In karinavdo/LitRiddleData: Dataset and Tools to Research the Riddle of Literary Quality

knitr::opts_chunk$set(echo = TRUE)

Introduction

This vignette explains basic functionalities of the package litRiddle, a part of the Riddle of Literary Quality project.

The package contains the data of a reader survey about fiction in Dutch, a description of the novels the readers rated, and the results of stylistic measurements of the novels. The package also contains functions to combine, analyze, and visualize these data.

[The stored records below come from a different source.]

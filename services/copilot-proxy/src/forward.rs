//! Upstream request construction
//!
//! Rewrites the inbound request for the Copilot API: fixed upstream host,
//! hop-by-hop headers removed, the current bearer token and the editor
//! identification headers the API expects set. The token is read from the
//! manager on every request, so a rotation applies to the very next send.

use std::sync::Arc;
use std::time::Duration;

use axum::http::header::{AUTHORIZATION, HOST};
use axum::http::{HeaderMap, HeaderName, HeaderValue, Method};
use bytes::Bytes;
use copilot_token::TokenManager;
use tracing::debug;

use crate::error::UpstreamError;

/// Headers removed in both directions (RFC 9110 §7.6.1)
const HOP_BY_HOP_HEADERS: &[&str] = &[
    "connection",
    "keep-alive",
    "proxy-authenticate",
    "proxy-authorization",
    "proxy-connection",
    "te",
    "trailer",
    "transfer-encoding",
    "upgrade",
];

/// Client identification the Copilot API requires on every request.
pub const CLIENT_HEADERS: &[(&str, &str)] = &[
    ("editor-version", "vscode/1.98.1"),
    ("editor-plugin-version", "copilot-chat/0.26.7"),
    ("user-agent", copilot_auth::USER_AGENT),
    ("x-github-api-version", "2025-04-01"),
    ("copilot-integration-id", "vscode-chat"),
    ("openai-intent", "conversation-panel"),
    ("x-vscode-user-agent-library-version", "electron-fetch"),
];

/// Local OpenAI-style completion path and its Copilot equivalent.
const CHAT_COMPLETIONS_ALIAS: (&str, &str) = ("/v1/chat/completions", "/chat/completions");

/// Upstream path for an inbound path. Only the chat completions path is
/// rewritten; everything else passes through unchanged.
pub fn upstream_path(path: &str) -> &str {
    if path == CHAT_COMPLETIONS_ALIAS.0 {
        CHAT_COMPLETIONS_ALIAS.1
    } else {
        path
    }
}

pub fn is_hop_by_hop(name: &str) -> bool {
    HOP_BY_HOP_HEADERS
        .iter()
        .any(|h| h.eq_ignore_ascii_case(name))
}

/// Sends rewritten requests to the Copilot API.
pub struct Forwarder {
    client: reqwest::Client,
    upstream_url: String,
    host: HeaderValue,
    tokens: Arc<TokenManager>,
    timeout: Duration,
}

impl Forwarder {
    pub fn new(
        client: reqwest::Client,
        upstream_url: &str,
        tokens: Arc<TokenManager>,
        timeout: Duration,
    ) -> common::Result<Self> {
        let parsed = reqwest::Url::parse(upstream_url)
            .map_err(|e| common::Error::Config(format!("invalid upstream_url {upstream_url}: {e}")))?;
        let authority = match (parsed.host_str(), parsed.port()) {
            (Some(host), Some(port)) => format!("{host}:{port}"),
            (Some(host), None) => host.to_string(),
            (None, _) => {
                return Err(common::Error::Config(format!(
                    "upstream_url has no host: {upstream_url}"
                )));
            }
        };
        let host = HeaderValue::from_str(&authority)
            .map_err(|e| common::Error::Config(format!("invalid upstream host {authority}: {e}")))?;

        Ok(Self {
            client,
            upstream_url: upstream_url.trim_end_matches('/').to_string(),
            host,
            tokens,
            timeout,
        })
    }

    pub fn tokens(&self) -> &Arc<TokenManager> {
        &self.tokens
    }

    /// Full upstream URL for an already-rewritten path and optional query.
    pub fn target_url(&self, path: &str, query: Option<&str>) -> String {
        match query {
            Some(q) => format!("{}{path}?{q}", self.upstream_url),
            None => format!("{}{path}", self.upstream_url),
        }
    }

    /// Build the upstream header set from the inbound one.
    ///
    /// Inbound values are kept in order, including repeated names. `Host`
    /// and `Authorization` are replaced, and the client identification
    /// headers overwrite whatever the caller sent.
    pub fn upstream_headers(&self, inbound: &HeaderMap) -> Result<HeaderMap, UpstreamError> {
        let mut headers = HeaderMap::with_capacity(inbound.len() + CLIENT_HEADERS.len() + 2);
        for (name, value) in inbound {
            if !is_hop_by_hop(name.as_str()) {
                headers.append(name.clone(), value.clone());
            }
        }

        headers.insert(HOST, self.host.clone());

        let mut auth = HeaderValue::from_str(&format!("Bearer {}", self.tokens.token()))
            .map_err(|_| UpstreamError::Request("upstream token is not a valid header value".into()))?;
        auth.set_sensitive(true);
        headers.insert(AUTHORIZATION, auth);

        for &(name, value) in CLIENT_HEADERS {
            headers.insert(
                HeaderName::from_static(name),
                HeaderValue::from_static(value),
            );
        }

        Ok(headers)
    }

    /// Send the request and wait for the upstream response headers.
    ///
    /// The timeout bounds only the wait for headers; the body is read later
    /// by the relay for as long as the upstream keeps streaming. Dropping
    /// the returned future cancels the upstream request.
    pub async fn forward(
        &self,
        method: Method,
        path: &str,
        query: Option<&str>,
        inbound: &HeaderMap,
        body: Bytes,
    ) -> Result<reqwest::Response, UpstreamError> {
        let url = self.target_url(path, query);
        let headers = self.upstream_headers(inbound)?;
        debug!(%url, "forwarding upstream");

        let send = self
            .client
            .request(method, &url)
            .headers(headers)
            .body(body)
            .send();

        match tokio::time::timeout(self.timeout, send).await {
            Ok(result) => Ok(result?),
            Err(_) => Err(UpstreamError::Timeout(self.timeout.as_secs())),
        }
    }
}
//! GitHub token to Copilot token exchange
//!
//! A GitHub OAuth token is long-lived but cannot call the Copilot API. This
//! module trades it for a short-lived Copilot token via GitHub's internal
//! token endpoint. The exchange is repeated every time the Copilot token
//! approaches expiry.

use std::fmt;

use serde::Deserialize;

use crate::constants::{TOKEN_EXCHANGE_URL, USER_AGENT};
use crate::error::{Error, Result};

/// Response from the Copilot token endpoint.
///
/// `expires_at` is an absolute unix timestamp in seconds. `refresh_in` is a
/// delta in seconds from the response time and is what the token manager
/// schedules from.
#[derive(Clone, Deserialize)]
pub struct ExchangeResponse {
    pub token: String,
    pub expires_at: i64,
    pub refresh_in: i64,
}

impl fmt::Debug for ExchangeResponse {
    fn fmt(&self, f: &mut fmt::Formatter<'_>) -> fmt::Result {
        f.debug_struct("ExchangeResponse")
            .field("token", &"[REDACTED]")
            .field("expires_at", &self.expires_at)
            .field("refresh_in", &self.refresh_in)
            .finish()
    }
}

/// Client for the Copilot token endpoint.
#[derive(Debug, Clone)]
pub struct TokenExchanger {
    client: reqwest::Client,
    url: String,
}

impl TokenExchanger {
    pub fn new(client: reqwest::Client) -> Self {
        Self::with_url(client, TOKEN_EXCHANGE_URL)
    }

    /// Exchanger pointed at a non-default endpoint.
    pub fn with_url(client: reqwest::Client, url: impl Into<String>) -> Self {
        Self {
            client,
            url: url.into(),
        }
    }

    pub fn url(&self) -> &str {
        &self.url
    }

    /// Trade a GitHub OAuth token for a Copilot API token.
    ///
    /// One GET, no retries. Non-success statuses carry the status and body
    /// text so a rejected credential (401) is distinguishable from an
    /// outage.
    pub async fn exchange(&self, credential: &str) -> Result<ExchangeResponse> {
        let response = self
            .client
            .get(&self.url)
            .bearer_auth(credential)
            .header(reqwest::header::ACCEPT, "application/json")
            .header(reqwest::header::USER_AGENT, USER_AGENT)
            .send()
            .await
            .map_err(|e| Error::Http(format!("token exchange request failed: {e}")))?;

        let status = response.status();
        if !status.is_success() {
            let body = response
                .text()
                .await
                .unwrap_or_else(|_| String::from("<no body>"));
            return Err(Error::ExchangeStatus {
                status: status.as_u16(),
                body,
            });
        }

        response
            .json::<ExchangeResponse>()
            .await
            .map_err(|e| Error::TokenExchange(format!("invalid token exchange response: {e}")))
    }
}
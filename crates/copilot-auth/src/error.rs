//! Error types for device authorization and token exchange

/// Errors from GitHub authentication operations.
///
/// Device flow failures (`DeviceCode`, `Expired`, `AccessDenied`, `Cancelled`)
/// end the authentication command. Exchange failures (`ExchangeStatus`,
/// `TokenExchange`) abort startup but are retried by a running token manager.
#[derive(Debug, thiserror::Error)]
pub enum Error {
    #[error("HTTP request failed: {0}")]
    Http(String),

    #[error("device authorization failed: {0}")]
    DeviceCode(String),

    #[error("device code expired before authorization completed")]
    Expired,

    #[error("authorization was denied by the user")]
    AccessDenied,

    #[error("device authorization cancelled")]
    Cancelled,

    #[error("token exchange returned {status}: {body}")]
    ExchangeStatus { status: u16, body: String },

    #[error("token exchange failed: {0}")]
    TokenExchange(String),

    #[error("I/O error: {0}")]
    Io(String),
}

/// Result alias for auth operations.
pub type Result<T> = std::result::Result<T, Error>;
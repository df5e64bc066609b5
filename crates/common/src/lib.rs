//! Common types for the Copilot API proxy workspace

mod error;
mod secret;

pub use error::{Error, Result};
pub use secret::Secret;
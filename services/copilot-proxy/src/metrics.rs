//! Prometheus metrics exposition
//!
//! - `proxy_requests_total` (counter): labels `status`, `method`
//! - `proxy_request_duration_seconds` (histogram): label `status`
//! - `proxy_upstream_errors_total` (counter): label `error_type`
//! - `proxy_stream_errors_total` (counter): label `stage`
//! - `copilot_token_refresh_total` (counter): label `result`, recorded by
//!   the token manager

use metrics_exporter_prometheus::{Matcher, PrometheusBuilder, PrometheusHandle};

/// Histogram buckets for request duration, 5ms to 60s.
const DURATION_BUCKETS: &[f64] = &[
    0.005, 0.01, 0.025, 0.05, 0.1, 0.25, 0.5, 1.0, 2.5, 5.0, 10.0, 30.0, 60.0,
];

fn builder() -> PrometheusBuilder {
    PrometheusBuilder::new()
        .set_buckets_for_metric(
            Matcher::Full("proxy_request_duration_seconds".to_string()),
            DURATION_BUCKETS,
        )
        .expect("failed to set histogram buckets")
}

/// Install the global Prometheus recorder and return a render handle.
pub fn install_recorder() -> PrometheusHandle {
    builder()
        .install_recorder()
        .expect("failed to install Prometheus recorder")
}

/// Record a completed proxy request. Duration covers time to response
/// headers; streamed bodies continue after this is recorded.
pub fn record_request(status: u16, method: &str, duration_secs: f64) {
    let status_str = status.to_string();
    metrics::counter!("proxy_requests_total", "status" => status_str.clone(), "method" => method.to_string())
        .increment(1);
    metrics::histogram!("proxy_request_duration_seconds", "status" => status_str)
        .record(duration_secs);
}

pub fn record_upstream_error(error_type: &'static str) {
    metrics::counter!("proxy_upstream_errors_total", "error_type" => error_type).increment(1);
}

/// Record a relay that stopped early, by the side that failed.
pub fn record_stream_error(stage: &'static str) {
    metrics::counter!("proxy_stream_errors_total", "stage" => stage).increment(1);
}

#[cfg(test)]
pub(crate) fn isolated_recorder() -> (
    metrics_exporter_prometheus::PrometheusRecorder,
    PrometheusHandle,
) {
    let recorder = builder().build_recorder();
    let handle = recorder.handle();
    (recorder, handle)
}
//! Secret wrapper for credentials and bearer tokens

use std::fmt;
use zeroize::Zeroize;

/// Sensitive value - redacted in Debug/Display/logs, wiped on drop
pub struct Secret<T: Zeroize>(T);

impl<T: Zeroize> Secret<T> {
    /// Create a new secret value
    pub fn new(value: T) -> Self {
        Self(value)
    }

    /// Expose the inner value (use sparingly)
    pub fn expose(&self) -> &T {
        &self.0
    }
}

impl Secret<String> {
    /// Build a secret from text read out of a file or environment variable.
    ///
    /// Surrounding whitespace (a trailing newline from `echo > file`, for
    /// instance) is trimmed. Returns `None` when nothing is left.
    pub fn from_trimmed(raw: &str) -> Option<Self> {
        let trimmed = raw.trim();
        if trimmed.is_empty() {
            None
        } else {
            Some(Self(trimmed.to_owned()))
        }
    }
}

impl From<String> for Secret<String> {
    fn from(value: String) -> Self {
        Self(value)
    }
}

impl<T: Zeroize> fmt::Debug for Secret<T> {
    fn fmt(&self, f: &mut fmt::Formatter<'_>) -> fmt::Result {
        write!(f, "[REDACTED]")
    }
}

impl<T: Zeroize> fmt::Display for Secret<T> {
    fn fmt(&self, f: &mut fmt::Formatter<'_>) -> fmt::Result {
        write!(f, "[REDACTED]")
    }
}

impl<T: Zeroize> Drop for Secret<T> {
    fn drop(&mut self) {
        self.0.zeroize();
    }
}

impl<T: Zeroize + Clone> Clone for Secret<T> {
    fn clone(&self) -> Self {
        Self(self.0.clone())
    }
}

See: https://literaryquality.huygens.knaw.nl/ for further details. Information in Dutch about the package can be found at https://karinavdo.github.io/RaadselLiteratuur/02_07_data_en_R_package.html.

These data are also available as individual csv files for persons wanting to work with the data in non R environments. See: https://github.com/karinavdo/RiddleData.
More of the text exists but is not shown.